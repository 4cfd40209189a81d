//! Architecture tests: DMA safety marker traits.
//! These tests enforce compile-time guarantees about DMA buffer placement.

// Test files legitimately use arithmetic for verification; allow at file level.
#![allow(clippy::arithmetic_side_effects)]
#![allow(clippy::indexing_slicing)]

// Test 1: DmaAccessible trait is exported from platform
#[test]
fn dma_accessible_trait_is_exported() {
    // This test verifies the trait exists and is publicly accessible.
    // The trait itself is a zero-cost marker.
    use platform::dma_safety::DmaAccessible;
    let _ = core::mem::size_of::<platform::dma_safety::AxiSramRegion>();
    assert_eq!(core::mem::size_of::<platform::dma_safety::AxiSramRegion>(), 0);
}

// Test 2: BdmaAccessible trait is exported
#[test]
fn bdma_accessible_trait_is_exported() {
    use platform::dma_safety::BdmaAccessible;
    let _ = core::mem::size_of::<platform::dma_safety::Sram4Region>();
    assert_eq!(core::mem::size_of::<platform::dma_safety::Sram4Region>(), 0);
}

// Test 3: AxiSramRegion implements DmaAccessible
#[test]
fn axi_sram_region_implements_dma_accessible() {
    use platform::dma_safety::{AxiSramRegion, DmaAccessible};
    fn assert_dma_accessible<T: DmaAccessible>() {}
    assert_dma_accessible::<AxiSramRegion>();
}

// Test 4: Sram4Region implements BdmaAccessible AND DmaAccessible
#[test]
fn sram4_region_implements_bdma_accessible() {
    use platform::dma_safety::{BdmaAccessible, Sram4Region};
    fn assert_bdma_accessible<T: BdmaAccessible>() {}
    assert_bdma_accessible::<Sram4Region>();
}

// Test 5: DtcmRegion does NOT implement DmaAccessible (checked by documentation constant)
#[test]
fn dtcm_region_not_dma_accessible() {
    use platform::dma_safety::{DtcmRegion, DTCM_NOT_DMA_ACCESSIBLE};
    // The constant exists to document this architectural constraint
    assert!(DTCM_NOT_DMA_ACCESSIBLE);
}

// Test 6: audio DMA buffer fits in AXI SRAM with margin
#[test]
fn audio_dma_buffer_fits_in_axisram() {
    use platform::dma_safety::{AUDIO_DMA_BUFFER_BYTES, AXI_SRAM_SIZE_BYTES};
    // Leave 64KB margin for stack, embassy tasks, other statics
    let margin = 64 * 1024;
    assert!(
        AUDIO_DMA_BUFFER_BYTES + margin <= AXI_SRAM_SIZE_BYTES,
        "Audio DMA buffer ({}) + margin ({}) exceeds AXI SRAM ({})",
        AUDIO_DMA_BUFFER_BYTES,
        margin,
        AXI_SRAM_SIZE_BYTES
    );
}

// Test 8: Audio DMA buffer sizing constants are defined
#[test]
fn audio_dma_buffer_constants_defined() {
    use platform::dma_safety::{AUDIO_DMA_BUFFER_BYTES, AUDIO_DMA_BUFFER_SAMPLES};
    // 2048 samples x 2 channels x 4 bytes (32-bit PCM) = 16384 bytes
    assert_eq!(AUDIO_DMA_BUFFER_BYTES, AUDIO_DMA_BUFFER_SAMPLES * 2 * 4);
    assert!(
        AUDIO_DMA_BUFFER_SAMPLES >= 512,
        "Buffer too small for low-latency audio"
    );
    assert!(
        AUDIO_DMA_BUFFER_SAMPLES <= 4096,
        "Buffer too large, increases latency"
    );
}

// Test 9: AXI SRAM address range constant is correct
#[test]
fn axi_sram_address_range_correct() {
    use platform::dma_safety::{AXI_SRAM_BASE, AXI_SRAM_SIZE_BYTES};
    assert_eq!(AXI_SRAM_BASE, 0x2400_0000u32);
    assert_eq!(AXI_SRAM_SIZE_BYTES, 512 * 1024);
}

// Test 10: SRAM4 address range constant is correct (BDMA-only)
#[test]
fn sram4_address_range_correct() {
    use platform::dma_safety::{SRAM4_BASE, SRAM4_SIZE_BYTES};
    assert_eq!(SRAM4_BASE, 0x3800_0000u32);
    assert_eq!(SRAM4_SIZE_BYTES, 64 * 1024);
}
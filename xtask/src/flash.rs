use anyhow::{Context, Result};
use colored::Colorize;
use std::process::Command;
use std::time::Instant;

pub fn run(release: bool) -> Result<()> {
    let mode = if release { "release" } else { "debug" };

    println!();
    println!(
        "{}",
        format!("🔨 Building firmware ({} mode)...", mode)
            .cyan()
            .bold()
    );
    println!();

    // Build firmware for STM32H7 target
    let build_start = Instant::now();
    let mut build_cmd = Command::new("cargo");
    build_cmd
        .arg("build")
        .arg("-p")
        .arg("firmware")
        .arg("--target")
        .arg("thumbv7em-none-eabihf")
        .arg("--features")
        .arg("hardware");

    if release {
        build_cmd.arg("--release");
    }

    let build_output = build_cmd.output().context("Failed to run cargo build")?;

    if !build_output.status.success() {
        eprintln!("{}", "✗ Build failed".red().bold());
        eprintln!();
        eprintln!("{}", String::from_utf8_lossy(&build_output.stderr));
        anyhow::bail!("Build failed");
    }

    let build_time = build_start.elapsed();
    println!(
        "{}",
        format!("✓ Build successful in {:.2}s", build_time.as_secs_f64()).green()
    );
    println!();

    // Show binary size
    show_binary_size(release)?;
    println!();

    // Flash with probe-rs
    println!("{}", "📡 Flashing to STM32H7...".cyan().bold());
    println!("   {}", "Connecting to probe...".dimmed());

    let flash_start = Instant::now();
    let mut flash_cmd = Command::new("probe-rs");
    flash_cmd.arg("run");

    if release {
        flash_cmd.arg("target/thumbv7em-none-eabihf/release/firmware");
    } else {
        flash_cmd.arg("target/thumbv7em-none-eabihf/debug/firmware");
    }

    flash_cmd
        .arg("--chip")
        .arg("STM32H743ZITx")
        .arg("--probe-index")
        .arg("0");

    let flash_output = flash_cmd
        .output()
        .context("Failed to run probe-rs. Is probe-rs installed? (cargo install probe-rs-tools)")?;

    if !flash_output.status.success() {
        eprintln!("{}", "✗ Flash failed".red().bold());
        eprintln!();
        eprintln!("{}", String::from_utf8_lossy(&flash_output.stderr));
        anyhow::bail!("Flash failed - check that the probe is connected and the device is powered");
    }

    let flash_time = flash_start.elapsed();
    println!(
        "{}",
        format!("✓ Flash successful in {:.2}s", flash_time.as_secs_f64()).green()
    );
    println!();
    println!("{}", "🎵 Firmware is running on hardware!".bold());
    println!(
        "   {}",
        "Use 'probe-rs attach --chip STM32H743ZITx' to view RTT logs".dimmed()
    );
    println!();

    Ok(())
}

fn show_binary_size(release: bool) -> Result<()> {
    let binary_path = if release {
        "target/thumbv7em-none-eabihf/release/firmware"
    } else {
        "target/thumbv7em-none-eabihf/debug/firmware"
    };

    let output = Command::new("rust-size")
        .arg(binary_path)
        .arg("-A")
        .output();

    match output {
        Ok(out) if out.status.success() => {
            println!("{}", "📊 Binary size:".cyan());
            let size_output = String::from_utf8_lossy(&out.stdout);
            for line in size_output.lines() {
                println!("   {}", line.dimmed());
            }
        }
        _ => {
            // If rust-size is not available, try cargo-size
            let output = Command::new("cargo")
                .arg("size")
                .arg("--")
                .arg("-A")
                .arg("--bin")
                .arg("firmware")
                .arg("--target")
                .arg("thumbv7em-none-eabihf")
                .output();

            if let Ok(out) = output {
                if out.status.success() {
                    println!("{}", "📊 Binary size:".cyan());
                    let size_output = String::from_utf8_lossy(&out.stdout);
                    for line in size_output.lines().skip(1) {
                        // Skip cargo output
                        println!("   {}", line.dimmed());
                    }
                }
            }
        }
    }

    Ok(())
}
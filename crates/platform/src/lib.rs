//! Hardware Abstraction Layer (HAL) for the I2S audio streaming engine
//!
//! This crate provides trait-based abstractions for the I2S audio streaming
//! engine's hardware-facing edges, enabling development and testing without
//! physical hardware.
//!
//! # Architecture Layers
//!
//! ```text
//! Application Layer (firmware crate)
//!         ↓
//! Feature Layer (i2s)
//!         ↓
//! Platform HAL (this crate - trait abstractions)
//!         ↓
//! Hardware Layer (Embassy HAL + PAC)
//! ```
//!
//! # Abstraction Levels
//!
//! ## High-Level Peripherals
//! - [`AudioCodec`] - Audio output
//!
//! ## Mid-Level Peripherals
//! - [`dma`] - DMA transfer management
//! - [`dma_safety`] - DMA-accessible memory region marker traits
//! - [`audio_types`] - range-checked volume/sample-rate/I2C-address newtypes
//!
//! # Features
//!
//! - `std`: Enable standard library support (for testing)
//! - `hardware`: Physical hardware implementations
//! - `defmt`: Enable defmt logging
//!
//! # Example
//!
//! ```no_run
//! use platform::AudioCodec;
//!
//! async fn example<C: AudioCodec>(codec: &mut C) {
//!     codec.set_volume(50).await.unwrap();
//! }
//! ```

#![cfg_attr(not(test), no_std)]
#![warn(missing_docs)]
#![warn(clippy::all)]
#![warn(clippy::pedantic)]
#![allow(clippy::module_name_repetitions)]

pub mod audio;
pub mod audio_types;
pub mod config;
pub mod dma;
pub mod dma_safety;

// Re-export main high-level traits
pub use audio::{AudioCodec, AudioConfig};

// Re-export DMA types
pub use dma::{CircularBuffer, DmaBuffer, DmaChannel, DmaTransfer};
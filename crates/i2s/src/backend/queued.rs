//! Event-queue-driven backend.
//!
//! Some I2S drivers expose only a blocking (or non-blocking-with-timeout)
//! write/read call, with their own DMA management hidden behind it; the
//! only thing visible to software is a completion event delivered some time
//! later. This backend runs a dedicated worker task that blocks on a
//! per-session event queue and drives the same [`crate::dma_engine::PingPongEngine`]
//! `feed`/`empty` core as [`crate::backend::circular`], one full-block
//! transfer at a time instead of one half-buffer at a time.
//!
//! Deliberately one [`embassy_sync::channel::Channel`] per session, not a
//! single process-wide queue shared across peripherals: a shared queue
//! cannot tell which session an event belongs to once more than one
//! peripheral is active.

use embassy_sync::blocking_mutex::raw::CriticalSectionRawMutex;
use embassy_sync::channel::Channel;

use crate::dma_engine::ReformatKind;
use crate::session::{CompletionCallback, Session};
use crate::types::{Bits, Format, Mode, SampleRateHz};

/// Depth of the per-session event queue. The source used an unbounded
/// FreeRTOS queue; a small bounded queue is sufficient here because the
/// worker drains it far faster than transfer-complete events arrive.
pub const EVENT_QUEUE_DEPTH: usize = 4;

/// An event delivered by the driver's own completion notification
/// mechanism (an ISR, a callback, or a polling task — `queued` does not
/// care which).
#[derive(Debug, Clone, Copy, PartialEq, Eq)]
#[cfg_attr(feature = "defmt", derive(defmt::Format))]
pub enum Event {
    /// A transmit block was fully consumed by hardware; the worker should
    /// push the next one.
    TxDone,
    /// A receive block was fully captured by hardware; the worker should
    /// drain it.
    RxDone,
}

/// Per-session event queue. Owned by whoever wires up the concrete driver's
/// completion notification (an ISR, a FreeRTOS-equivalent task, or a
/// polling loop on host) — never shared between sessions.
pub type EventQueue = Channel<CriticalSectionRawMutex, Event, EVENT_QUEUE_DEPTH>;

/// The minimal contract a blocking-I/O I2S driver must satisfy to back a
/// [`QueuedBackend`].
///
/// `write`/`read` are expected to be non-blocking-with-immediate-return:
/// they transfer as much of `block` as the driver's internal buffer has
/// room for right now and report how many bytes were actually moved,
/// mirroring `i2s_write`/`i2s_read` called with a zero timeout.
pub trait BlockingIoDriver {
    /// The driver's own error type.
    type Error: core::fmt::Debug + core::fmt::Display;

    /// Which wire-level byte reformat this driver needs for the given
    /// sample width and channel format. See
    /// [`crate::backend::TransportBackend::reformat_for`].
    fn reformat_for(bits: Bits, format: Format) -> ReformatKind;

    /// Size, in bytes, of one full transfer block this driver operates on.
    fn block_bytes(&self) -> usize;

    /// Configure the peripheral for the given direction/width/format/rate.
    fn configure(
        &mut self,
        mode: Mode,
        bits: Bits,
        format: Format,
        sample_rate: SampleRateHz,
    ) -> impl core::future::Future<Output = Result<(), Self::Error>>;

    /// Arm the peripheral so it begins emitting completion events.
    fn start(&mut self) -> impl core::future::Future<Output = Result<(), Self::Error>>;

    /// Disarm the peripheral.
    fn stop(&mut self) -> impl core::future::Future<Output = Result<(), Self::Error>>;

    /// Write as much of `block` as the driver will currently accept.
    /// Returns the number of bytes actually written.
    fn write(&mut self, block: &[u8]) -> impl core::future::Future<Output = Result<usize, Self::Error>>;

    /// Read as much of `block` as the driver currently has captured.
    /// Returns the number of bytes actually read.
    fn read(&mut self, block: &mut [u8]) -> impl core::future::Future<Output = Result<usize, Self::Error>>;
}

/// Adapts a [`BlockingIoDriver`] into a [`crate::backend::TransportBackend`].
///
/// `BLOCK` is the full-transfer block size; it must equal
/// `driver.block_bytes()` (checked on first `configure`).
pub struct QueuedBackend<DRV: BlockingIoDriver, const BLOCK: usize> {
    driver: DRV,
}

impl<DRV: BlockingIoDriver, const BLOCK: usize> QueuedBackend<DRV, BLOCK> {
    /// Wrap a concrete blocking-I/O driver.
    pub const fn new(driver: DRV) -> Self {
        Self { driver }
    }
}

impl<DRV: BlockingIoDriver, const BLOCK: usize> crate::backend::TransportBackend
    for QueuedBackend<DRV, BLOCK>
{
    type Error = DRV::Error;
    const SUPPORTS_24_BIT: bool = false;

    fn reformat_for(bits: Bits, format: Format) -> ReformatKind {
        DRV::reformat_for(bits, format)
    }

    fn dma_half_buffer_bytes(&self) -> usize {
        BLOCK
    }

    async fn configure(
        &mut self,
        mode: Mode,
        bits: Bits,
        format: Format,
        sample_rate: SampleRateHz,
    ) -> Result<(), Self::Error> {
        self.driver.configure(mode, bits, format, sample_rate).await
    }

    async fn start(&mut self) -> Result<(), Self::Error> {
        self.driver.start().await
    }

    async fn stop(&mut self) -> Result<(), Self::Error> {
        self.driver.stop().await
    }
}

/// Drain one event from `events` and run the corresponding `feed`/`empty`
/// step, pushing or pulling exactly one `BLOCK`-sized transfer through the
/// driver. Intended to be called in a `loop` from a free-standing async fn
/// that the firmware crate wraps with `#[embassy_executor::task]`, the way
/// `firmware::audio::sai_task::audio_task` drives its `Stm32SaiDriver` —
/// this crate does not spawn tasks itself.
pub async fn run_queued_step<DRV, C, const CAP: usize, const BLOCK: usize>(
    session: &mut Session<QueuedBackend<DRV, BLOCK>, C, CAP>,
    events: &EventQueue,
) where
    DRV: BlockingIoDriver,
    C: CompletionCallback,
{
    let event = events.receive().await;
    let mut block = [0u8; BLOCK];
    match event {
        Event::TxDone => {
            let outcome = session.engine_mut().feed(&mut block);
            if let Err(_err) = session.backend_mut().driver.write(&block).await {
                #[cfg(feature = "defmt")]
                defmt::error!("I2S TX driver write failed during streaming");
            }
            session.notify_step(outcome);
        }
        Event::RxDone => {
            if let Err(_err) = session.backend_mut().driver.read(&mut block).await {
                #[cfg(feature = "defmt")]
                defmt::error!("I2S RX driver read failed during streaming");
            }
            let outcome = session.engine_mut().empty(&mut block);
            session.notify_step(outcome);
        }
    }
}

→ What to produce: From the entries above, print the lines beginning at the one with "transfer-complete events arrive." and stopping after the one with "pub enum Event", exactly as written and with nothing else.

→ Result:
/// worker drains it far faster than transfer-complete events arrive.
pub const EVENT_QUEUE_DEPTH: usize = 4;

/// An event delivered by the driver's own completion notification
/// mechanism (an ISR, a callback, or a polling task — `queued` does not
/// care which).
#[derive(Debug, Clone, Copy, PartialEq, Eq)]
#[cfg_attr(feature = "defmt", derive(defmt::Format))]
pub enum Event {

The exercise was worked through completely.